WORK INSTRUCTIONS:
Look through the listing below, and wherever a line has the string "outgoing", pull it out.

INPUT DATA:
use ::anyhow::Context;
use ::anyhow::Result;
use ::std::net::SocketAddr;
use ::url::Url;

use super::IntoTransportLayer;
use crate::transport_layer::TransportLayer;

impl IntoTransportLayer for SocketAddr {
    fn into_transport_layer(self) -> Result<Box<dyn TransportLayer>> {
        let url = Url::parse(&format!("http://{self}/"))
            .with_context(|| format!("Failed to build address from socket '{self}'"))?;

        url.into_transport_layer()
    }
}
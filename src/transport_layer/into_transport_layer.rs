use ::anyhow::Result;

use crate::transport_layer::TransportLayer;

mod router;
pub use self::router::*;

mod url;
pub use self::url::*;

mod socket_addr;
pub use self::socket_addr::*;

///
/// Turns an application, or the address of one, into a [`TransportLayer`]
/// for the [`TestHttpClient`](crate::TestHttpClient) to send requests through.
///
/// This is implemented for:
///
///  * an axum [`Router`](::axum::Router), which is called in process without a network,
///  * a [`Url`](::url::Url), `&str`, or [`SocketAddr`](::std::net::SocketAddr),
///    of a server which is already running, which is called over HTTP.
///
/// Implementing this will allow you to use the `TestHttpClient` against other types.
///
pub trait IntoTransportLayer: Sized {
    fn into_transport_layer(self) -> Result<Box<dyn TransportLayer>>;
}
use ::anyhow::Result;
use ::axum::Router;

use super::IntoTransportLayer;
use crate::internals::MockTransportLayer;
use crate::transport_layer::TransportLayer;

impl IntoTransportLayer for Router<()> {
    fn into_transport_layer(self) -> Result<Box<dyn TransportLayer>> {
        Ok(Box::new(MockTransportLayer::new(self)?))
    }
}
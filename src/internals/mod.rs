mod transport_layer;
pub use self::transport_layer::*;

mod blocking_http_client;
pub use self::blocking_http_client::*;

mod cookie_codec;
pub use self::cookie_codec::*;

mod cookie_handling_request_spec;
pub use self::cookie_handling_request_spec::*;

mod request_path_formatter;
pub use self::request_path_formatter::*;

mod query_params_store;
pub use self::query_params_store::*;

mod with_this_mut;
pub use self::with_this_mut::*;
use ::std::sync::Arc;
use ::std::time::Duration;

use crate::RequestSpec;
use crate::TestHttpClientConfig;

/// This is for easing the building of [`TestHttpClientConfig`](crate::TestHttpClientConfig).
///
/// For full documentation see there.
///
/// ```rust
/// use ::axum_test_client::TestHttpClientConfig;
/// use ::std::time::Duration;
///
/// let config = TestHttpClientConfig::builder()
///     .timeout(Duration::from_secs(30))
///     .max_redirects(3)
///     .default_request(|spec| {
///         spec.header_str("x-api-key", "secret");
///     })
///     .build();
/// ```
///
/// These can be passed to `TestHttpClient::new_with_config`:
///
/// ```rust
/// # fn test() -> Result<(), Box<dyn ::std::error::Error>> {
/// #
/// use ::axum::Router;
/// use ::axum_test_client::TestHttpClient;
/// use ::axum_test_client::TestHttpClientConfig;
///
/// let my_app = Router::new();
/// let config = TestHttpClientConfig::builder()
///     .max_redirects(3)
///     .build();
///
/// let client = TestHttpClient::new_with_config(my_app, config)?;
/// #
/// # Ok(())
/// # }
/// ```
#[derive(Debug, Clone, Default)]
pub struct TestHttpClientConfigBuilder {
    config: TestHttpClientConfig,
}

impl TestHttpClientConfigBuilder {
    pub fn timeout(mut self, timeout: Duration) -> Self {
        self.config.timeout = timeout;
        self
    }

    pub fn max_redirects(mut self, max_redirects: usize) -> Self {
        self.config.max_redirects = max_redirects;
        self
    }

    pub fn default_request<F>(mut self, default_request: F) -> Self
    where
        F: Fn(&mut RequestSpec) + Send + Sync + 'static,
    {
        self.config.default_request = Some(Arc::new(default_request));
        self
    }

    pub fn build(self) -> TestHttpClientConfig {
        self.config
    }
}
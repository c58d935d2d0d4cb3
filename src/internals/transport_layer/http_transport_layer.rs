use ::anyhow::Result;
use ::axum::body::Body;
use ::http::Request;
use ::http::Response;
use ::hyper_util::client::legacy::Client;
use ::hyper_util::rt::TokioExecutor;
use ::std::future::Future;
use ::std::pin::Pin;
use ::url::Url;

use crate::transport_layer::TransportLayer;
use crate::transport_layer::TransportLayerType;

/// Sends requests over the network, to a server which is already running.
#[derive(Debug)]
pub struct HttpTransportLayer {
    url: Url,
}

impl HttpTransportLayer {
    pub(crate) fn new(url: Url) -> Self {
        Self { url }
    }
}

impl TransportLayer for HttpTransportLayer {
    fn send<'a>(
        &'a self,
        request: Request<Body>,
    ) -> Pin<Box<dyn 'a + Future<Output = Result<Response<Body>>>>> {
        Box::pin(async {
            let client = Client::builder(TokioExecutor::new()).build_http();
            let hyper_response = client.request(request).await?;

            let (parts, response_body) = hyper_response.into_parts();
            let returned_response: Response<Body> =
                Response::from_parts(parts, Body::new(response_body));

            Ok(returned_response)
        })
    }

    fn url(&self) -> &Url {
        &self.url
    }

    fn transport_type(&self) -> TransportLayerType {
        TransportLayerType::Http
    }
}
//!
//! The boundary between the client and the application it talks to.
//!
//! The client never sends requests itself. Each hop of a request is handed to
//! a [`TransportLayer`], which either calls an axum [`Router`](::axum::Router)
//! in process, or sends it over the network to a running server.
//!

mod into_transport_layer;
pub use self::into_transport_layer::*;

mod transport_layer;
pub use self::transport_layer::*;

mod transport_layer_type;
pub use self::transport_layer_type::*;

...

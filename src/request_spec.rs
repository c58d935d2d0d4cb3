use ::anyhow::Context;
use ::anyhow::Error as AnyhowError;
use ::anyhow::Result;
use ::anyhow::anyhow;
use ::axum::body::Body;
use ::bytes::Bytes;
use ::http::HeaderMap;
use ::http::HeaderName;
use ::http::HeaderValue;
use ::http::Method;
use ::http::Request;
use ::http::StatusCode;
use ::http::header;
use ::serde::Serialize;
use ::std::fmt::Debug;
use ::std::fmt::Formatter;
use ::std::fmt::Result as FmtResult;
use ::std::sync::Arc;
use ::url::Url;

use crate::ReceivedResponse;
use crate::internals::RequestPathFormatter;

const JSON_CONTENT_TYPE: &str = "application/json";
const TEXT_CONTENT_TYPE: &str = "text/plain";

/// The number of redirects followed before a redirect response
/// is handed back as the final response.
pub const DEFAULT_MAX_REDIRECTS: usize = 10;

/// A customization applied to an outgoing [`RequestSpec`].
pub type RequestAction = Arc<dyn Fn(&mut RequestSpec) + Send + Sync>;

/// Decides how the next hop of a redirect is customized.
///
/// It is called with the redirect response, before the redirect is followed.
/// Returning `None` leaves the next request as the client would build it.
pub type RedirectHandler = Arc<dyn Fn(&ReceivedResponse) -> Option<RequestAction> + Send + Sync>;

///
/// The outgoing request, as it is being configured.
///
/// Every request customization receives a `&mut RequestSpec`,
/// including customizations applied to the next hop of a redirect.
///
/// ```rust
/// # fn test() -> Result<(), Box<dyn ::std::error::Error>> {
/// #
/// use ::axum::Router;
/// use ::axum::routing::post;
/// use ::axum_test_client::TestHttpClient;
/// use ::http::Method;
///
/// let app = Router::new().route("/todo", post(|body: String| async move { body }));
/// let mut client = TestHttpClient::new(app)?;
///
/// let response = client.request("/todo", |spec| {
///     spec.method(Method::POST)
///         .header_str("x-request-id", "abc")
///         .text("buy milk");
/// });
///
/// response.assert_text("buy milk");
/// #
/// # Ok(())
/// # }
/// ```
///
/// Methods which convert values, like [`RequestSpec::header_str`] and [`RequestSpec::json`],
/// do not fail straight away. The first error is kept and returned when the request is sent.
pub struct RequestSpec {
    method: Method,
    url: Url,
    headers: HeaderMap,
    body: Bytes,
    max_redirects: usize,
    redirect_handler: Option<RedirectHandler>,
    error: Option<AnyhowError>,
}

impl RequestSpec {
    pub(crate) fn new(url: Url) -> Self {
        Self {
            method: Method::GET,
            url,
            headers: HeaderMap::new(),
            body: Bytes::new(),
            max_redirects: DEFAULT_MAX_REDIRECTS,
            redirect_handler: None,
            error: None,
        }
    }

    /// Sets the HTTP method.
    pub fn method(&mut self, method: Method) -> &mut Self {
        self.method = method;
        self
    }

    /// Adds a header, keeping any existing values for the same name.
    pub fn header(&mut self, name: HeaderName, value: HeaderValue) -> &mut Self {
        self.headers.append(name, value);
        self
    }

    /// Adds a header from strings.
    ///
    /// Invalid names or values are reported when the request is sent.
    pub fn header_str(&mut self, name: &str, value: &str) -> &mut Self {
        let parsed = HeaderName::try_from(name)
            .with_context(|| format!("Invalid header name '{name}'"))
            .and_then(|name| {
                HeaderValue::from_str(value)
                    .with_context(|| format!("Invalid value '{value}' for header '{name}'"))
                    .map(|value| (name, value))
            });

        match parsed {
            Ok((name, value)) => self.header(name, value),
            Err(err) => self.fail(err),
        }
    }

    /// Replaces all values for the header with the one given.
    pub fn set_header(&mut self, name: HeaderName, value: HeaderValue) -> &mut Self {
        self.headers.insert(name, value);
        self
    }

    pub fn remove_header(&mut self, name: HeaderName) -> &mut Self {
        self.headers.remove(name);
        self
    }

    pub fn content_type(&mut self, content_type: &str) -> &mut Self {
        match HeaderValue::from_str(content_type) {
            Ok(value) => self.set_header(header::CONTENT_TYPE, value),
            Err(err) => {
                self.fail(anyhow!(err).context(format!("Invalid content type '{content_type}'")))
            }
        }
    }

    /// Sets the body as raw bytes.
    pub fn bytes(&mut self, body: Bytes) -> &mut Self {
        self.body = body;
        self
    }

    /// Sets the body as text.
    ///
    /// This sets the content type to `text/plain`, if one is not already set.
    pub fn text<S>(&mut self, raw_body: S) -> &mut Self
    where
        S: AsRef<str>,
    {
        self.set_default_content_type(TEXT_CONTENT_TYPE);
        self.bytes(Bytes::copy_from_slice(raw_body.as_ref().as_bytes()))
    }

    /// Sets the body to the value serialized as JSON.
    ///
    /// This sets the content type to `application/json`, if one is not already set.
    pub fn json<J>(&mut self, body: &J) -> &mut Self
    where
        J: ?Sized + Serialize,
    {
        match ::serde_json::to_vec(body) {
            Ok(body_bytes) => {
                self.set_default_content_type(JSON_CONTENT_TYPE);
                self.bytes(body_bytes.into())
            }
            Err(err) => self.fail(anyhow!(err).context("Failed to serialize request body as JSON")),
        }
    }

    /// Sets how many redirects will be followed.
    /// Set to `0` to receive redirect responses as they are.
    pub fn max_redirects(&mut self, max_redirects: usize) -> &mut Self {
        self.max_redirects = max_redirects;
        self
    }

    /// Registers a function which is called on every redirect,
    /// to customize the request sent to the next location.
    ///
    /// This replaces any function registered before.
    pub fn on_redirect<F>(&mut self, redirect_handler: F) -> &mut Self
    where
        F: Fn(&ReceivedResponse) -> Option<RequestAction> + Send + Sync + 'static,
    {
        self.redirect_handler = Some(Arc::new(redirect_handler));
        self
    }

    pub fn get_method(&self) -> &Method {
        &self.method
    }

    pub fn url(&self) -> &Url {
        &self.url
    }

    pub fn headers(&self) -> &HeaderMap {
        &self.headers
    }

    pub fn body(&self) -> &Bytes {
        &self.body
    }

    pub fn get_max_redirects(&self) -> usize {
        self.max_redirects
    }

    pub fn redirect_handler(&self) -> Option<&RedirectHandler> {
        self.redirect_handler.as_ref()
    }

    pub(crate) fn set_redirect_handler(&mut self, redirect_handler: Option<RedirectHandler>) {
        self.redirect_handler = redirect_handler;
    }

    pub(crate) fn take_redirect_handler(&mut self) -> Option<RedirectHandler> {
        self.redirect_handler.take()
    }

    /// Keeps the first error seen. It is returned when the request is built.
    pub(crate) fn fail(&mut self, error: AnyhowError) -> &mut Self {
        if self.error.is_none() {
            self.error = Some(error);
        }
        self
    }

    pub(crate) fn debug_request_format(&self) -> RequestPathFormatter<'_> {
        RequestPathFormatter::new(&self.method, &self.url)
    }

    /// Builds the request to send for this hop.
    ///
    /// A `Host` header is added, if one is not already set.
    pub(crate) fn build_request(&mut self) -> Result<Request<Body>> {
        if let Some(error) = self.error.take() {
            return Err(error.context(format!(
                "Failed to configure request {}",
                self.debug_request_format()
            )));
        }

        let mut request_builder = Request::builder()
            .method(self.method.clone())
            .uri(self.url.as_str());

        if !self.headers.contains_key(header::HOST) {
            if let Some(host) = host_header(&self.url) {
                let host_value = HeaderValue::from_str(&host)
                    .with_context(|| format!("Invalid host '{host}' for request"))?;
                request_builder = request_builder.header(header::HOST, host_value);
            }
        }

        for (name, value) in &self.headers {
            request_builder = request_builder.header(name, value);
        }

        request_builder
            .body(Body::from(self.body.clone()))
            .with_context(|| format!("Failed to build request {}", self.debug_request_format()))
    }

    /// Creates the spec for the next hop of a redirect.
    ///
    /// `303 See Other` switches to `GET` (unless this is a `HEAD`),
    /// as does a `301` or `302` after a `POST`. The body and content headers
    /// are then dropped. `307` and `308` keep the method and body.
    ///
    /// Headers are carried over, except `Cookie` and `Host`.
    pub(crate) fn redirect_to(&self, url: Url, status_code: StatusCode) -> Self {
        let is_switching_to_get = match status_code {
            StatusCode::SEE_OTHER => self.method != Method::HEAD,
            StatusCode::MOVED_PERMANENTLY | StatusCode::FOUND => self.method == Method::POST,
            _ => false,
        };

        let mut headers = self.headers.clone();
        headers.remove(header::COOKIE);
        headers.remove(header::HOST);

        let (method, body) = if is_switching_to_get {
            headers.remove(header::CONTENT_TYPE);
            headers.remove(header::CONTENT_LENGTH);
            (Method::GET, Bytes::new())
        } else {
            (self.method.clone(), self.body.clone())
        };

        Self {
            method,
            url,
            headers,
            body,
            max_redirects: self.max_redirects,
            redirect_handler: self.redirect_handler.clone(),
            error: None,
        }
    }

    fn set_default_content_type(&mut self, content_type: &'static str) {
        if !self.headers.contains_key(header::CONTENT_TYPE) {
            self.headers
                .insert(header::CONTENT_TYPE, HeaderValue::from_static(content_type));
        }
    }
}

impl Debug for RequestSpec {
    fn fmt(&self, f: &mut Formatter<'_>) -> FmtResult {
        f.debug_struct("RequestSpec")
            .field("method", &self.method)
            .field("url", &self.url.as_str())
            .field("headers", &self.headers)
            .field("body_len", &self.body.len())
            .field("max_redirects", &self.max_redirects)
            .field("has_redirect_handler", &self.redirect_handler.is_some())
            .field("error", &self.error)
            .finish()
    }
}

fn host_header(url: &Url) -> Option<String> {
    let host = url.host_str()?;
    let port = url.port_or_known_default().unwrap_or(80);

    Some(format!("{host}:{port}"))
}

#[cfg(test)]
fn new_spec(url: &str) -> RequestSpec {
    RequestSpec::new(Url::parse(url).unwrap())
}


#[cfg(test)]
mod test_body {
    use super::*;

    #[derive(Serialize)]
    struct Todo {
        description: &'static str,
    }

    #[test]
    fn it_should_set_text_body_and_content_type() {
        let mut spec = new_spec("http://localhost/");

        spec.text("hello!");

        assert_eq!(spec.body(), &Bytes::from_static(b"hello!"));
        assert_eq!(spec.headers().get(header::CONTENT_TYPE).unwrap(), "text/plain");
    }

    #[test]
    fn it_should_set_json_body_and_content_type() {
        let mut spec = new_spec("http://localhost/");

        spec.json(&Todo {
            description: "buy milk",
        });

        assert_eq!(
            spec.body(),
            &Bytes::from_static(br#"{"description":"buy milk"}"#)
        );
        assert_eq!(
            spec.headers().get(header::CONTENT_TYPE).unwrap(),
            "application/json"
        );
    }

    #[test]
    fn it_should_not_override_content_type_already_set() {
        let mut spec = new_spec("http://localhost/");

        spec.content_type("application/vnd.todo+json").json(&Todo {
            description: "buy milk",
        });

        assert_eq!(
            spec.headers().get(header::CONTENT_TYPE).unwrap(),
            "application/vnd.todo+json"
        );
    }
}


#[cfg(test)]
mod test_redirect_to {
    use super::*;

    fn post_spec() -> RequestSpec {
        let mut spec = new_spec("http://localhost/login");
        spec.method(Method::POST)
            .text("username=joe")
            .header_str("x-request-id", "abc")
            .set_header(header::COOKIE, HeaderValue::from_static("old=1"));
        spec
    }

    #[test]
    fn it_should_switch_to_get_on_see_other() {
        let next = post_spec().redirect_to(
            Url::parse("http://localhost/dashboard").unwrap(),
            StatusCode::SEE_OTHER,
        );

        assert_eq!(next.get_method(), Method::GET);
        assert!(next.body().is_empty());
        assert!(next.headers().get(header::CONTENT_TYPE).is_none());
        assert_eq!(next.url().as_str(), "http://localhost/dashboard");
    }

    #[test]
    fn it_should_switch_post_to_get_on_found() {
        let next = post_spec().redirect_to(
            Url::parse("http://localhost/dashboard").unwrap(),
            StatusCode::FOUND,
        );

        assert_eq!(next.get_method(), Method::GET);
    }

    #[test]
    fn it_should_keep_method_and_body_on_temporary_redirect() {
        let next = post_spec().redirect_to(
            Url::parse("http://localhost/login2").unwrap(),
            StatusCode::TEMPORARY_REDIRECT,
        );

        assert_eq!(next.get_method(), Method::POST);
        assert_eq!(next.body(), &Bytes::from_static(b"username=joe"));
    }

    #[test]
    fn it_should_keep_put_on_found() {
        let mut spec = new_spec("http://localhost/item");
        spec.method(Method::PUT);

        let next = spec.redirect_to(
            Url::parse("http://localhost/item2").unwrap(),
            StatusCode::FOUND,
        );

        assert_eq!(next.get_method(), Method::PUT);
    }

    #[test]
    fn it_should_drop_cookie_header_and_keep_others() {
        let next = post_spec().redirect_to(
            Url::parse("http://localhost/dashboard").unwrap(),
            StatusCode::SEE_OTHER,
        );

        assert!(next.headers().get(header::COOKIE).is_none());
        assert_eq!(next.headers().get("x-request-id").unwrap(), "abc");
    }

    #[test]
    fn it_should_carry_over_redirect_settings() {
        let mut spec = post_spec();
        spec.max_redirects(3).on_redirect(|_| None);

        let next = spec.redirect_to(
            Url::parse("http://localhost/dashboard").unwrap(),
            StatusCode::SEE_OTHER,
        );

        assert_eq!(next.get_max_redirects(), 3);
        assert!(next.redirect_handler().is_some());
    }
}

TASK ANSWER:
/// A customization applied to an outgoing [`RequestSpec`].
/// The outgoing request, as it is being configured.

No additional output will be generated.